(Beginning of Data extract)

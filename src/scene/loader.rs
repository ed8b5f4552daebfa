//! Background asset loading.
//!
//! Each request runs on its own named thread and reports back over a
//! channel. The main loop calls [`AssetLoader::poll`] once per frame; it
//! never blocks.

use std::path::{Path, PathBuf};
use std::sync::mpsc;
use std::time::Duration;

use super::environment::EnvironmentMap;
use super::model::Model;
use crate::error::ViewerError;

/// A finished load, successful or not.
#[derive(Debug)]
pub enum LoadEvent {
    /// Model load finished.
    Model {
        /// File that was requested.
        path: PathBuf,
        /// Parsed model or the reason it failed.
        result: Result<Model, ViewerError>,
    },
    /// Environment map load finished.
    Environment {
        /// File that was requested.
        path: PathBuf,
        /// Decoded map or the reason it failed.
        result: Result<EnvironmentMap, ViewerError>,
    },
}

impl LoadEvent {
    /// Path the load was requested for.
    #[must_use]
    pub fn path(&self) -> &Path {
        match self {
            Self::Model { path, .. } | Self::Environment { path, .. } => path,
        }
    }
}

/// Request ticket paired with its finished event.
struct Completed {
    ticket: u64,
    event: LoadEvent,
}

/// Spawns load threads and collects their results.
pub struct AssetLoader {
    tx: mpsc::Sender<Completed>,
    rx: mpsc::Receiver<Completed>,
    next_ticket: u64,
    latest_model: Option<u64>,
    latest_environment: Option<u64>,
    pending: usize,
}

impl Default for AssetLoader {
    fn default() -> Self {
        Self::new()
    }
}

impl AssetLoader {
    /// Create a loader with no outstanding requests.
    #[must_use]
    pub fn new() -> Self {
        let (tx, rx) = mpsc::channel();
        Self {
            tx,
            rx,
            next_ticket: 0,
            latest_model: None,
            latest_environment: None,
            pending: 0,
        }
    }

    /// Start loading a model. A later request supersedes this one: its
    /// result is dropped when it arrives.
    ///
    /// # Errors
    ///
    /// [`ViewerError::ThreadSpawn`] if the worker thread cannot start.
    pub fn request_model(&mut self, path: impl Into<PathBuf>) -> Result<(), ViewerError> {
        let path = path.into();
        let ticket = self.spawn("model-loader", path, |path| LoadEvent::Model {
            result: Model::load(&path).map_err(ViewerError::from),
            path,
        })?;
        self.latest_model = Some(ticket);
        Ok(())
    }

    /// Start loading an environment map. Supersedes earlier requests.
    ///
    /// # Errors
    ///
    /// [`ViewerError::ThreadSpawn`] if the worker thread cannot start.
    pub fn request_environment(
        &mut self,
        path: impl Into<PathBuf>,
    ) -> Result<(), ViewerError> {
        let path = path.into();
        let ticket = self.spawn("environment-loader", path, |path| {
            LoadEvent::Environment {
                result: EnvironmentMap::load(&path).map_err(ViewerError::from),
                path,
            }
        })?;
        self.latest_environment = Some(ticket);
        Ok(())
    }

    fn spawn<F>(&mut self, name: &str, path: PathBuf, job: F) -> Result<u64, ViewerError>
    where
        F: FnOnce(PathBuf) -> LoadEvent + Send + 'static,
    {
        let ticket = self.next_ticket;
        let tx = self.tx.clone();
        log::debug!("{name}: requesting {}", path.display());
        let _handle = std::thread::Builder::new()
            .name(name.into())
            .spawn(move || {
                let event = job(path);
                // Receiver gone means the viewer shut down.
                let _ = tx.send(Completed { ticket, event });
            })
            .map_err(ViewerError::ThreadSpawn)?;
        self.next_ticket += 1;
        self.pending += 1;
        Ok(ticket)
    }

    /// Number of requests that have not reported back yet.
    #[must_use]
    pub fn pending(&self) -> usize {
        self.pending
    }

    /// Drain every finished load without blocking. Superseded results are
    /// discarded.
    pub fn poll(&mut self) -> Vec<LoadEvent> {
        let mut events = Vec::new();
        while let Ok(done) = self.rx.try_recv() {
            if let Some(event) = self.accept(done) {
                events.push(event);
            }
        }
        events
    }

    /// Block until the next current load finishes or `timeout` elapses.
    pub fn wait(&mut self, timeout: Duration) -> Option<LoadEvent> {
        let deadline = web_time::Instant::now() + timeout;
        loop {
            let remaining =
                deadline.saturating_duration_since(web_time::Instant::now());
            let done = self.rx.recv_timeout(remaining).ok()?;
            if let Some(event) = self.accept(done) {
                return Some(event);
            }
        }
    }

    fn accept(&mut self, done: Completed) -> Option<LoadEvent> {
        self.pending = self.pending.saturating_sub(1);
        let latest = match done.event {
            LoadEvent::Model { .. } => self.latest_model,
            LoadEvent::Environment { .. } => self.latest_environment,
        };
        if latest == Some(done.ticket) {
            Some(done.event)
        } else {
            log::debug!("dropping superseded load of {}", done.event.path().display());
            None
        }
    }
}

(End of Data extract)

**Your assignment**
All that is wanted is a faithful reproduction of the line above with "let (tx, rx) = mpsc::channel();", the line with "pub fn request_model(&mut", and every line in between.

**Written solution**
        let (tx, rx) = mpsc::channel();
        Self {
            tx,
            rx,
            next_ticket: 0,
            latest_model: None,
            latest_environment: None,
            pending: 0,
        }
    }

    /// Start loading a model. A later request supersedes this one: its
    /// result is dropped when it arrives.
    ///
    /// # Errors
    ///
    /// [`ViewerError::ThreadSpawn`] if the worker thread cannot start.
    pub fn request_model(&mut self, path: impl Into<PathBuf>) -> Result<(), ViewerError> {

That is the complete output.